9月7日(金)炎症性乳癌
9月7日(金)
゜゚・*:.。..。.:*・゜獣医師の臨時休診のお知らせ*・゜゚・*:.。..。.:*・゜
それぞれの通常の休みに加え、下記日程が休みとなりますのでご注意下さい。
詳しくはホームページの獣医師出勤表をご確認下さい。
平野:9月8日(土)午後、9日(日)、22日(土)午後
百石:9月15日(土)午後、29日(土)午後
三浦:9月16日(日)
廣畑:9月22日(土)
國廣:9月7日(金)、16日(日)
こんにちは、分院長です。
先日の台風で京都にも多くの被害が出ました。台風が去り、夜になって外に出てみると倒れた木や、落下してきた瓦が目につき、抗うことのできない自然の力を改めて目の当たりにした気がします。
我々獣医師も病気というある種の自然災害に抗うため必死に奮闘していますが、中には台風のように抗うことのできない病気もあります。
今回はそんな病気の一つである炎症性乳癌についてお話しします。
まずは乳腺腫瘍についての基本的な話からおさらいしましょう。
雌犬の胸にできたしこりの多くは乳腺腫瘍です。乳腺腫瘍のうち良性のものを乳腺腫、悪性のものを乳腺癌と言います。良性と悪性の割合は良性2に対して悪性1です。アメリカでは1対1ですがこれは大型犬が多く飼われているからです。
良性と悪性の判断は病理組織検査(切除した腫瘍を顕微鏡で観察する検査)に出さなくては判定ができないので、胸にしこりが見つかれば多くの場合まずは手術で切除するという流れになります。
病理の結果、乳腺癌であったとしても手術で取り切れていれば良好な経過を辿ることが多く、やはり外科手術が第一選択肢となります。
しかし乳腺癌の中にはその挙動が極悪で、手術すら適応にならないものがあります。それが炎症性乳癌です。

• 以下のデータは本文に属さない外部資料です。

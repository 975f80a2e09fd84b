//! HTTP surface.
//!
//! `POST /api/RequestAccess` issues a grant; `GET /health` reports liveness
//! and the last reclaim scan.

use std::net::{IpAddr, SocketAddr};
use std::sync::Arc;

use axum::body::Bytes;
use axum::extract::{ConnectInfo, State};
use axum::http::{HeaderMap, StatusCode};
use axum::routing::{get, post};
use axum::{Json, Router};
use serde_json::{json, Value};
use tokio::sync::watch;

use jit_access::time::to_rfc3339;
use jit_access::{AccessError, GrantIssuer, ScanReport};

pub const REQUEST_ACCESS_PATH: &str = "/api/RequestAccess";
pub const HEALTH_PATH: &str = "/health";

const FORWARDED_FOR: &str = "x-forwarded-for";

#[derive(Clone)]
pub struct AppState {
    pub issuer: Arc<GrantIssuer>,
    pub last_scan: watch::Receiver<Option<ScanReport>>,
}

pub fn router(state: AppState) -> Router {
    Router::new()
        .route(REQUEST_ACCESS_PATH, post(request_access))
        .route(HEALTH_PATH, get(health))
        .with_state(state)
}

pub async fn request_access(
    State(state): State<AppState>,
    ConnectInfo(peer): ConnectInfo<SocketAddr>,
    headers: HeaderMap,
    body: Bytes,
) -> (StatusCode, Json<Value>) {
    let caller = caller_address(&headers, peer);
    tracing::info!(%caller, "processing access request");

    match state.issuer.handle_body(&body, Some(caller)).await {
        Ok(grant) => (
            StatusCode::OK,
            Json(json!({
                "status": grant.status,
                "expires": to_rfc3339(grant.expires),
                "rule": grant.rule,
                "subject": grant.subject,
            })),
        ),
        Err(e) => {
            let status = status_for(&e);
            if status.is_server_error() {
                tracing::error!(error = %e, "access request failed");
            } else {
                tracing::info!(error = %e, "access request rejected");
            }
            (
                status,
                Json(json!({"status": e.status(), "error": e.to_string()})),
            )
        }
    }
}

pub async fn health(State(state): State<AppState>) -> (StatusCode, Json<Value>) {
    let last_scan = state.last_scan.borrow().clone();
    (
        StatusCode::OK,
        Json(json!({"status": "ok", "last_scan": last_scan})),
    )
}

fn status_for(err: &AccessError) -> StatusCode {
    if err.is_client_error() {
        StatusCode::BAD_REQUEST
    } else {
        StatusCode::INTERNAL_SERVER_ERROR
    }
}

/// The first `X-Forwarded-For` hop, or the TCP peer.
///
/// Proxies in front of hosted functions append `:port` to the address, so
/// both `a.b.c.d` and `a.b.c.d:port` forms are accepted.
pub fn caller_address(headers: &HeaderMap, peer: SocketAddr) -> IpAddr {
    headers
        .get(FORWARDED_FOR)
        .and_then(|v| v.to_str().ok())
        .and_then(|v| v.split(',').next())
        .map(str::trim)
        .and_then(|hop| {
            hop.parse::<SocketAddr>()
                .map(|s| s.ip())
                .or_else(|_| hop.parse::<IpAddr>())
                .ok()
        })
        .unwrap_or_else(|| peer.ip())
        .to_canonical()
}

炎症性乳がんとは激しい炎症を伴っているように見える特殊な乳腺癌の臨床診断名です。
臨床診断とは我々現場の獣医師が総合的な判断の上に診断するもので、病理診断医が炎症性乳癌と診断することはできません。
特徴として
・固着性
・病変部の急速な腫大、棒状、板状に増殖
・発赤、熱感、掻痒
・疼痛
・腫瘤周辺の腫脹、四肢の浮腫
・病変は四肢にかけて広がり、中央を超えて増殖
・高い転移率
・血液凝固異常を伴うことが多い
といった項目が挙げられます。これらを総合的に判断し、炎症性乳癌と我々臨床の獣医師が診断を下すのです。
この炎症性乳癌はとてつもなく早い増殖スピードと、非常に高い転移率を有します。発見された時には病変部のリンパ管や血管内には癌細胞が大量に浸潤しており、高確率で全身転移を起こしています。

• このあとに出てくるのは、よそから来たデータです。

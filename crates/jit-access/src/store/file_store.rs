//! Filesystem-backed allow-list store.
//!
//! Stores each `FirewallRule` as a JSON file under a directory scoped to
//! the target resource:
//!
//! ```text
//! {root}/
//! └── {subscription_id}/
//!     └── {resource_group}/
//!         └── {server_name}/
//!             └── rules/
//!                 └── {rule_name}.json
//! ```
//!
//! File format:
//! ```json
//! { "version": 1, "rule": { "name": "...", "start_ip": "...", "end_ip": "..." } }
//! ```
//!
//! Creates are staged in a dot-file and published with a hard link, which
//! fails if the name already exists. A rule is therefore either fully
//! written or absent, and concurrent creates of one name cannot both win.

use std::path::{Path, PathBuf};

use async_trait::async_trait;
use serde::{Deserialize, Serialize};

use crate::config::TargetResource;
use crate::error::StoreError;
use crate::grant::Nonce;

use super::{validate_rule_name, AllowListStore, FirewallRule, RulePage, StoreResult};

// ── File format constants ─────────────────────────────────────────────────────

const RULE_FILE_VERSION: u32 = 1;
const RULES_DIR: &str = "rules";
const RULE_EXT: &str = ".json";

// ── On-disk structures ────────────────────────────────────────────────────────

/// Wrapper written to disk for each rule.
#[derive(Debug, Serialize, Deserialize)]
struct RuleFile {
    /// Format version number.
    version: u32,
    /// The stored rule.
    rule: FirewallRule,
}

// ── FileStore ─────────────────────────────────────────────────────────────────

/// Filesystem-backed store of firewall rules for one target resource.
#[derive(Debug, Clone)]
pub struct FileStore {
    rules_dir: PathBuf,
}

impl FileStore {
    /// Open (creating if needed) the store for `target` under `root`.
    ///
    /// # Errors
    ///
    /// Returns `StoreError::InvalidName` if a target component is not a
    /// safe path segment, or `StoreError::Io` if the directory cannot be
    /// created.
    pub fn open(root: impl AsRef<Path>, target: &TargetResource) -> StoreResult<Self> {
        let mut dir = root.as_ref().to_path_buf();
        for segment in [
            &target.subscription_id,
            &target.resource_group,
            &target.server_name,
        ] {
            validate_rule_name(segment)?;
            dir.push(segment);
        }
        dir.push(RULES_DIR);
        std::fs::create_dir_all(&dir)?;
        Ok(Self { rules_dir: dir })
    }

    /// Directory holding the rule files.
    pub fn rules_dir(&self) -> &Path {
        &self.rules_dir
    }

    /// Build the path for a rule: `{rules_dir}/{name}.json`.
    fn rule_path(&self, name: &str) -> PathBuf {
        self.rules_dir.join(format!("{name}{RULE_EXT}"))
    }

    /// Read and deserialize one rule file.
    async fn read_rule(&self, path: &Path) -> StoreResult<FirewallRule> {
        let bytes = tokio::fs::read(path).await?;
        let file: RuleFile = serde_json::from_slice(&bytes).map_err(|e| {
            StoreError::Serialization(format!("failed to parse rule file {}: {e}", path.display()))
        })?;
        if file.version != RULE_FILE_VERSION {
            return Err(StoreError::Serialization(format!(
                "unsupported rule file version {} in {}",
                file.version,
                path.display()
            )));
        }
        Ok(file.rule)
    }
}

/// Write a staging file, removing it again if the write fails partway.
async fn write_staging(path: &Path, bytes: &[u8]) -> StoreResult<()> {
    if let Err(e) = tokio::fs::write(path, bytes).await {
        let _ = tokio::fs::remove_file(path).await;
        return Err(e.into());
    }
    Ok(())
}

#[async_trait]
impl AllowListStore for FileStore {
    async fn create(&self, rule: &FirewallRule) -> StoreResult<()> {
        validate_rule_name(&rule.name)?;

        let file = RuleFile {
            version: RULE_FILE_VERSION,
            rule: rule.clone(),
        };
        let json = serde_json::to_vec_pretty(&file)
            .map_err(|e| StoreError::Serialization(e.to_string()))?;

        let staging = self
            .rules_dir
            .join(format!(".{}.{}.tmp", rule.name, Nonce::generate(16)));
        write_staging(&staging, &json).await?;

        let published = tokio::fs::hard_link(&staging, self.rule_path(&rule.name)).await;
        let _ = tokio::fs::remove_file(&staging).await;
        match published {
            Ok(()) => Ok(()),
            Err(e) if e.kind() == std::io::ErrorKind::AlreadyExists => {
                Err(StoreError::Conflict(rule.name.clone()))
            }
            Err(e) => Err(e.into()),
        }
    }

    /// Directory listings are not paged; everything comes back at once.
    async fn list_page(&self, _continuation: Option<String>) -> StoreResult<RulePage> {
        let mut rules = Vec::new();
        let mut entries = tokio::fs::read_dir(&self.rules_dir).await?;

        while let Some(entry) = entries.next_entry().await? {
            let file_name = entry.file_name();
            let file_name = file_name.to_string_lossy();
            if file_name.starts_with('.') || !file_name.ends_with(RULE_EXT) {
                continue;
            }

            match self.read_rule(&entry.path()).await {
                Ok(rule) => rules.push(rule),
                // Deleted between listing and reading.
                Err(StoreError::Io(e)) if e.kind() == std::io::ErrorKind::NotFound => {}
                Err(e) => log::warn!("skipping unreadable rule file {file_name}: {e}"),
            }
        }

        rules.sort_by(|a, b| a.name.cmp(&b.name));
        Ok(RulePage {
            rules,
            continuation: None,
        })
    }

    async fn delete(&self, name: &str) -> StoreResult<()> {
        validate_rule_name(name)?;
        match tokio::fs::remove_file(self.rule_path(name)).await {
            Ok(()) => Ok(()),
            Err(e) if e.kind() == std::io::ErrorKind::NotFound => Ok(()),
            Err(e) => Err(e.into()),
        }
    }
}

// ── Tests ─────────────────────────────────────────────────────────────────────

また手術は無効であるばかりか、術後傷口が癒合せず目も当てられない状況になる可能性が極めて高いことから、手術は禁忌となります。
また既存の抗がん剤等では一切歯が立たず、対症療法しかなす術がないのというのが現状です。
炎症性乳癌はその原因によっていくつかのタイプに分けることができますが、いずれのタイプも予防や予期ができず、また上記の通り有効な治療法がありません。
以前診察をした炎症性乳癌の子です。患部は赤く腫れ、対側の脚にまで広がっており、典型的な炎症性乳癌の所見です。
来院時はとても元気にしており、いつもと変わらない様子とのことでしたが、1週間ほどで虹の橋を渡りました。
本当に経過が早く、恐ろしい病気です。
しかし炎症性乳癌は来院時にはかなりの大きさになっていることが多く、3センチ以下の初期ステージのものを見かけることがありません。
しこりがとても小さい段階であれば、根治もありうるのではと私は思います。
胸に限らず、体にしこりを見つけた時は、様子を見るのではなくまず診察に来てください。